# ACTIVITY:
Find the lines holding the string "consumed" in the data, then copy all of them.

# GIVEN DATA:
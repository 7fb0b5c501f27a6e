//! Domain layer - Core assignment entities and rules

pub mod error;
pub mod experiment;

pub use error::DomainError;
pub use experiment::{
    Assigner, AssignmentContext, AssignmentSuite, DuplicatePolicy, ExperimentDefinition,
    ExperimentValidationError, IdentitySource, Registry, RegistryBuilder, SeedingStrategy,
};
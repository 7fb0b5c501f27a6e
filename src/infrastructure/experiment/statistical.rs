//! Statistical helpers for checking assignment distributions
//!
//! Each variation's count is treated as a binomial sample and compared with
//! its expected share using the normal approximation.

use crate::domain::experiment::{DistributionReport, VariationShare};

/// z-score of `count` successes out of `samples` against probability `expected_share`
///
/// Returns `None` when the variance is zero (no samples, or an expected share
/// of exactly 0 or 1).
pub fn binomial_z_score(count: u64, samples: u64, expected_share: f64) -> Option<f64> {
    if samples == 0 {
        return None;
    }

    let n = samples as f64;
    let variance = n * expected_share * (1.0 - expected_share);

    if variance <= 0.0 {
        return None;
    }

    Some((count as f64 - n * expected_share) / variance.sqrt())
}

/// Two-tailed p-value for a standard normal statistic
pub fn two_tailed_p_value(z: f64) -> f64 {
    (2.0 * (1.0 - normal_cdf(z.abs()))).clamp(0.0, 1.0)
}

/// Build a report from per-variation counts and expected shares
///
/// `counts` and `expected_shares` are indexed by variation.
pub fn build_distribution_report(
    experiment_type: &str,
    counts: &[u64],
    expected_shares: &[f64],
) -> DistributionReport {
    let samples: u64 = counts.iter().sum();

    let variations = counts
        .iter()
        .zip(expected_shares)
        .enumerate()
        .map(|(index, (&count, &expected_share))| {
            let z_score = binomial_z_score(count, samples, expected_share);
            let observed_share = if samples == 0 {
                0.0
            } else {
                count as f64 / samples as f64
            };

            VariationShare {
                index,
                count,
                observed_share,
                expected_share,
                z_score,
                p_value: z_score.map(two_tailed_p_value),
            }
        })
        .collect();

    DistributionReport {
        experiment_type: experiment_type.to_string(),
        samples,
        variations,
    }
}

/// Standard normal cumulative distribution function
fn normal_cdf(x: f64) -> f64 {
    0.5 * (1.0 + erf(x / std::f64::consts::SQRT_2))
}

/// Error function approximation
///
/// Abramowitz and Stegun 7.1.26, accurate to about 1.5e-7.
fn erf(x: f64) -> f64 {
    let a1 = 0.254829592;
    let a2 = -0.284496736;
    let a3 = 1.421413741;
    let a4 = -1.453152027;
    let a5 = 1.061405429;
    let p = 0.3275911;

    let sign = if x < 0.0 { -1.0 } else { 1.0 };
    let x = x.abs();

    let t = 1.0 / (1.0 + p * x);
    let y = 1.0 - (((((a5 * t + a4) * t) + a3) * t + a2) * t + a1) * t * (-x * x).exp();

    sign * y
}
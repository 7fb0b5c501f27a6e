//! Query commands - suite, resolve and seed

use std::path::Path;

use clap::Args;
use serde_json::json;

use super::{bootstrap, load_config, print_json};
use crate::infrastructure::experiment::{derive_seed, identity_digest};

/// Arguments for the suite command
#[derive(Args, Clone)]
pub struct SuiteArgs {
    /// Identity to assign, e.g. a user ID
    pub identity: String,
}

/// Arguments for the resolve command
#[derive(Args, Clone)]
pub struct ResolveArgs {
    /// Experiment type
    pub experiment_type: String,

    /// Identity to assign, e.g. a user ID
    pub identity: String,
}

/// Arguments for the seed command
#[derive(Args, Clone)]
pub struct SeedArgs {
    pub identity: String,
}

pub fn run_suite(config: Option<&Path>, args: SuiteArgs) -> anyhow::Result<()> {
    let service = bootstrap(config)?;
    let suite = service.compute_suite(&args.identity)?;
    print_json(&suite)
}

pub fn run_resolve(config: Option<&Path>, args: ResolveArgs) -> anyhow::Result<()> {
    let service = bootstrap(config)?;
    let (index, variation) = service.resolve_variation(&args.experiment_type, &args.identity)?;

    print_json(&json!({
        "type": args.experiment_type,
        "identity": args.identity,
        "index": index,
        "variation": variation,
    }))
}

pub fn run_seed(config: Option<&Path>, args: SeedArgs) -> anyhow::Result<()> {
    load_config(config)?;

    let digest = identity_digest(&args.identity);
    let seed = derive_seed(&args.identity)?;

    print_json(&json!({
        "identity": args.identity,
        "sha256": hex::encode(digest),
        "seed": seed,
    }))
}
//! AB Suite
//!
//! Deterministic experiment assignment:
//! - The same identity always gets the same variation, with no stored state
//! - Optional relative weights per variation
//! - Full-suite and single-experiment queries
//! - Request-scoped suite caching

pub mod cli;
pub mod config;
pub mod domain;
pub mod infrastructure;

pub use crate::config::AppConfig;
pub use domain::{
    Assigner, AssignmentContext, AssignmentSuite, DomainError, ExperimentDefinition, Registry,
    RegistryBuilder, SeedingStrategy,
};
pub use infrastructure::services::AssignmentService;

/// Build the assignment service described by the configuration
///
/// Registration stops at the first malformed experiment; callers should
/// treat that error as fatal, since skipping an entry would shift the
/// shared random stream for every experiment after it.
pub fn build_assignment_service(
    config: &AppConfig,
) -> Result<AssignmentService<String>, DomainError> {
    let mut builder =
        RegistryBuilder::new().with_duplicate_policy(config.assignment.duplicates);

    builder.register(config.definitions())?;

    Ok(AssignmentService::new(
        builder.build(),
        config.assignment.seeding,
    ))
}
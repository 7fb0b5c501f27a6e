//! Experiment domain entities

use serde::{Deserialize, Serialize};
use std::fmt;

use super::validation::{validate_shape, validate_weights, ExperimentValidationError};

// ============================================================================
// SeedingStrategy
// ============================================================================

/// How random draws are seeded for an identity
#[derive(Debug, Clone, Copy, PartialEq, Eq, Serialize, Deserialize, Default)]
#[serde(rename_all = "snake_case")]
pub enum SeedingStrategy {
    /// One generator per identity, consumed in registration order.
    ///
    /// The assignment of an experiment depends on how many draws the
    /// experiments registered before it consumed, so adding, removing or
    /// reordering experiments re-buckets every later experiment.
    #[default]
    SharedStream,
    /// One generator per (experiment, identity) pair.
    ///
    /// Experiments are independent and registration order has no effect.
    PerExperiment,
}

impl fmt::Display for SeedingStrategy {
    fn fmt(&self, f: &mut fmt::Formatter<'_>) -> fmt::Result {
        match self {
            Self::SharedStream => write!(f, "shared_stream"),
            Self::PerExperiment => write!(f, "per_experiment"),
        }
    }
}

// ============================================================================
// DuplicatePolicy
// ============================================================================

/// What the registry does when a type is registered twice
#[derive(Debug, Clone, Copy, PartialEq, Eq, Serialize, Deserialize, Default)]
#[serde(rename_all = "snake_case")]
pub enum DuplicatePolicy {
    /// Fail registration with a configuration error
    #[default]
    Reject,
    /// Keep the duplicate in the ordered list; lookups resolve to the first
    FirstWins,
}

impl fmt::Display for DuplicatePolicy {
    fn fmt(&self, f: &mut fmt::Formatter<'_>) -> fmt::Result {
        match self {
            Self::Reject => write!(f, "reject"),
            Self::FirstWins => write!(f, "first_wins"),
        }
    }
}

// ============================================================================
// ExperimentDefinition
// ============================================================================

/// Immutable description of one experiment
///
/// `V` is the caller's variation payload. The assignment engine only ever
/// returns indices into `variations` and never inspects the payload.
#[derive(Debug, Clone, PartialEq, Serialize, Deserialize)]
pub struct ExperimentDefinition<V> {
    #[serde(rename = "type")]
    experiment_type: String,
    variations: Vec<V>,
    #[serde(default, skip_serializing_if = "Option::is_none")]
    weights: Option<Vec<f64>>,
}

impl<V> ExperimentDefinition<V> {
    /// Create an unweighted definition (uniform over variations)
    pub fn new(experiment_type: impl Into<String>, variations: Vec<V>) -> Self {
        Self {
            experiment_type: experiment_type.into(),
            variations,
            weights: None,
        }
    }

    /// Set relative weights, one per variation
    pub fn with_weights(mut self, weights: Vec<f64>) -> Self {
        self.weights = Some(weights);
        self
    }

    /// Get the experiment type
    pub fn experiment_type(&self) -> &str {
        &self.experiment_type
    }

    /// Get all variations in order
    pub fn variations(&self) -> &[V] {
        &self.variations
    }

    /// Get the variation at `index`
    pub fn variation(&self, index: usize) -> Option<&V> {
        self.variations.get(index)
    }

    pub fn variation_count(&self) -> usize {
        self.variations.len()
    }

    /// Get the weights, if any
    pub fn weights(&self) -> Option<&[f64]> {
        self.weights.as_deref()
    }

    pub fn is_weighted(&self) -> bool {
        self.weights.is_some()
    }

    /// Check every invariant of the definition
    pub fn validate(&self) -> Result<(), ExperimentValidationError> {
        validate_shape(
            &self.experiment_type,
            self.variations.len(),
            self.weights.as_deref(),
        )?;

        if let Some(weights) = &self.weights {
            validate_weights(&self.experiment_type, weights)?;
        }

        Ok(())
    }

    /// Long-run probability of each variation being assigned
    pub fn expected_shares(&self) -> Result<Vec<f64>, ExperimentValidationError> {
        self.validate()?;

        match &self.weights {
            Some(weights) => {
                let total = validate_weights(&self.experiment_type, weights)?;
                Ok(weights.iter().map(|w| w / total).collect())
            }
            None => {
                let n = self.variations.len() as f64;
                Ok(vec![1.0 / n; self.variations.len()])
            }
        }
    }

    /// Replace payloads while keeping type and weights
    pub fn map_variations<U>(self, f: impl FnMut(V) -> U) -> ExperimentDefinition<U> {
        ExperimentDefinition {
            experiment_type: self.experiment_type,
            variations: self.variations.into_iter().map(f).collect(),
            weights: self.weights,
        }
    }
}
//! Assignment suite: one chosen variation index per experiment type

use std::collections::BTreeMap;

use serde::{Deserialize, Serialize};

/// The variation index chosen for every registered experiment, for one identity
///
/// Suites are computed fresh on every request to the generator and are never
/// persisted by the engine.
#[derive(Debug, Clone, Default, PartialEq, Eq, Serialize, Deserialize)]
#[serde(transparent)]
pub struct AssignmentSuite {
    assignments: BTreeMap<String, usize>,
}

impl AssignmentSuite {
    pub fn new() -> Self {
        Self::default()
    }

    /// Record an assignment unless the type already has one
    ///
    /// Returns `false` when the type was already present, which only happens
    /// for duplicate registrations; the first definition keeps its entry.
    pub fn record(&mut self, experiment_type: &str, index: usize) -> bool {
        if self.assignments.contains_key(experiment_type) {
            return false;
        }
        self.assignments.insert(experiment_type.to_string(), index);
        true
    }

    /// Get the index assigned for an experiment type
    pub fn get(&self, experiment_type: &str) -> Option<usize> {
        self.assignments.get(experiment_type).copied()
    }

    pub fn contains(&self, experiment_type: &str) -> bool {
        self.assignments.contains_key(experiment_type)
    }

    /// Iterate `(type, index)` pairs sorted by type
    pub fn iter(&self) -> impl Iterator<Item = (&str, usize)> {
        self.assignments.iter().map(|(k, v)| (k.as_str(), *v))
    }

    pub fn len(&self) -> usize {
        self.assignments.len()
    }

    pub fn is_empty(&self) -> bool {
        self.assignments.is_empty()
    }
}

impl FromIterator<(String, usize)> for AssignmentSuite {
    fn from_iter<T: IntoIterator<Item = (String, usize)>>(iter: T) -> Self {
        let mut suite = Self::new();
        for (experiment_type, index) in iter {
            suite.record(&experiment_type, index);
        }
        suite
    }
}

# ANSWER BOX:
    /// One generator per identity, consumed in registration order.
    /// experiments registered before it consumed, so adding, removing or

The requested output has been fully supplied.